If you mean a sales contract, you can't typically just "cancel" it once you sign it (state law may have some sort of right of rescission; not sure how OH works or if it applies to real estate). It is binding on you (and typically your heirs and assigns) as much as on the buyers. It is usually a lot easier for buyers to back out than sellers, as buyers normally have one or more contingencies written into the sales agreement.
Of course, no one can force you to sell your house (well, a judge theoretically could if the buyer sues you for specific performance and wins, but this is rare). If you enter a valid, binding contract and fail to close (e.g., just change your mind and don't sign the closing documents), you would be in default of the agreement. The broker might then sue for the commission, and depending on the circumstances, the buyer might sue for breach of contract, etc.
If you have a legitimate reason to withdraw and the buyer is understanding, you can always terminate by mutual agreement. Buyer and seller would sign a release from the contract, and also release the hand money back to the buyer.
Listing contracts will specify how they can be terminated.
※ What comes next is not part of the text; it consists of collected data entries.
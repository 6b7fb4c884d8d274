use axum::extract::State;
use axum::Json;
use serde::Serialize;

use crate::config::EngineConfig;
use crate::routes::error::ApiResult;
use crate::state::AppState;

pub async fn get_config(State(state): State<AppState>) -> Json<EngineConfig> {
    Json(state.ctx.current_config())
}

#[derive(Debug, Serialize)]
pub struct SuccessResponse {
    pub success: bool,
}

/// Acknowledges a completed reindex, advancing `last_indexed_version` to
/// `engine_version` so `needs_reindex()` stops reporting stale.
pub async fn mark_reindexed(State(state): State<AppState>) -> ApiResult<Json<SuccessResponse>> {
    state.ctx.mark_reindex_complete()?;
    Ok(Json(SuccessResponse { success: true }))
}
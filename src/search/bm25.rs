//! In-memory lexical scoring over a provided chunk list. Pure function; no
//! persistent state.

use regex::Regex;
use std::collections::HashSet;
use std::sync::OnceLock;

const K1: f32 = 1.5;
const B: f32 = 0.75;

fn token_re() -> &'static Regex {
    static RE: OnceLock<Regex> = OnceLock::new();
    RE.get_or_init(|| Regex::new(r"[a-zA-Z0-9]+").unwrap())
}

fn stopwords() -> &'static HashSet<&'static str> {
    static WORDS: OnceLock<HashSet<&'static str>> = OnceLock::new();
    WORDS.get_or_init(|| {
        [
            "a", "an", "the", "and", "or", "but", "in", "on", "at", "to", "for", "of", "with",
            "by", "from", "as", "is", "was", "are", "were", "be", "been", "being", "have", "has",
            "had", "do", "does", "did", "will", "would", "shall", "should", "may", "might",
            "must", "can", "could", "not", "no", "nor", "so", "if", "then", "than", "too",
            "very", "just", "about", "above", "after", "again", "all", "also", "am", "any",
            "because", "before", "between", "both", "each", "few", "here", "how", "into", "it",
            "its", "me", "more", "most", "my", "new", "now", "only", "other", "our", "out",
            "own", "re", "same", "she", "he", "some", "such", "that", "their", "them", "there",
            "these", "they", "this", "those", "through", "under", "until", "up", "we", "what",
            "when", "where", "which", "while", "who", "whom", "why", "you", "your",
        ]
        .into_iter()
        .collect()
    })
}

/// Lowercase, split on runs of `[a-zA-Z0-9]+`, drop single-character tokens
/// and stop-words.
pub fn tokenize(text: &str) -> Vec<String> {
    let lowered = text.to_lowercase();
    token_re()
        .find_iter(&lowered)
        .map(|m| m.as_str().to_string())
        .filter(|t| t.len() > 1 && !stopwords().contains(t.as_str()))
        .collect()
}

/// Score each document in `documents` against `query`; return `(index,
/// score)` pairs with `score > 0`, sorted descending by score with a stable
/// tie-break by input order, truncated to `top_n`.
pub fn bm25_search(query: &str, documents: &[&str], top_n: usize) -> Vec<(usize, f32)> {
    if documents.is_empty() || query.is_empty() {
        return Vec::new();
    }

    let query_tokens = tokenize(query);
    if query_tokens.is_empty() {
        return Vec::new();
    }

    let doc_tokens: Vec<Vec<String>> = documents.iter().map(|d| tokenize(d)).collect();
    let doc_lengths: Vec<usize> = doc_tokens.iter().map(|t| t.len()).collect();
    let n_docs = documents.len();
    let avg_dl = if n_docs > 0 {
        doc_lengths.iter().sum::<usize>() as f32 / n_docs as f32
    } else {
        1.0
    };

    let unique_query_terms: HashSet<&str> = query_tokens.iter().map(|s| s.as_str()).collect();
    let mut df: std::collections::HashMap<&str, usize> = std::collections::HashMap::new();
    for tokens in &doc_tokens {
        let unique: HashSet<&str> = tokens.iter().map(|s| s.as_str()).collect();
        for term in &unique_query_terms {
            if unique.contains(term) {
                *df.entry(term).or_insert(0) += 1;
            }
        }
    }

    let n = n_docs as f32;
    let mut scores: Vec<f32> = Vec::with_capacity(n_docs);

    for tokens in &doc_tokens {
        if tokens.is_empty() {
            scores.push(0.0);
            continue;
        }

        let mut tf: std::collections::HashMap<&str, usize> = std::collections::HashMap::new();
        for t in tokens {
            *tf.entry(t.as_str()).or_insert(0) += 1;
        }

        let dl = tokens.len() as f32;
        let mut score = 0.0f32;

        for term in &query_tokens {
            let Some(&term_freq) = tf.get(term.as_str()) else {
                continue;
            };
            let n_t = *df.get(term.as_str()).unwrap_or(&0) as f32;
            let idf = ((n - n_t + 0.5) / (n_t + 0.5) + 1.0).ln();
            let term_freq = term_freq as f32;
            let tf_norm = (term_freq * (K1 + 1.0)) / (term_freq + K1 * (1.0 - B + B * dl / avg_dl));
            score += idf * tf_norm;
        }

        scores.push(score);
    }

    let mut indexed_scores: Vec<(usize, f32)> = scores
        .into_iter()
        .enumerate()
        .filter(|(_, s)| *s > 0.0)
        .collect();
    indexed_scores.sort_by(|a, b| b.1.partial_cmp(&a.1).unwrap_or(std::cmp::Ordering::Equal));
    indexed_scores.truncate(top_n);
    indexed_scores
}

#[cfg(test)]
mod tests {
    use super::*;

    #[test]
    fn empty_query_or_corpus_is_empty() {
        assert!(bm25_search("", &["hello"], 10).is_empty());
        assert!(bm25_search("hello", &[], 10).is_empty());
    }

    #[test]
    fn scores_are_nonnegative_and_matches_ranking() {
        let docs = [
            "vector database engines",
            "hello world",
            "database database database",
        ];
        let results = bm25_search("database", &docs, 5);
        let indices: Vec<usize> = results.iter().map(|(i, _)| *i).collect();
        assert_eq!(indices, vec![2, 0]);
        for (_, score) in &results {
            assert!(*score >= 0.0);
        }
    }

    #[test]
    fn document_with_zero_query_tokens_scores_zero() {
        let docs = ["completely unrelated content here"];
        let results = bm25_search("database", &docs, 5);
        assert!(results.is_empty());
    }

    #[test]
    fn tokenizer_drops_stopwords_and_short_tokens() {
        let tokens = tokenize("The a cat is on the mat");
        assert_eq!(tokens, vec!["cat", "mat"]);
    }
}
Typically a listing contract gives a particular broker an exclusive right to sell a property for a set amount of time. This means the broker earns a commission if the house sells -- no matter who finds the buyer. Most can be terminated after some pre-determined number of days (e.g., 180 or 90), through a process described in the contract. In my area, it's a certified letter and 10 days' notice.
If you just want to withdraw your house from the market, most MLS's will have a mechanism for this. You can change the status to "Withdrawn" or "Inactive" or whatever the equivalent is in your area, so that it will disappear from Realtor.com and other advertising sites, and no longer be shown.
The contract would remain in force, however, and you could not sell the house by other means during the contract term. This also means you can reinstate it by simply changing the status back to Active. Some sellers temporarily withdraw a property in this manner in order to address condition issues from failed inspections, or due to holidays or other personal reasons.
Good luck in any case!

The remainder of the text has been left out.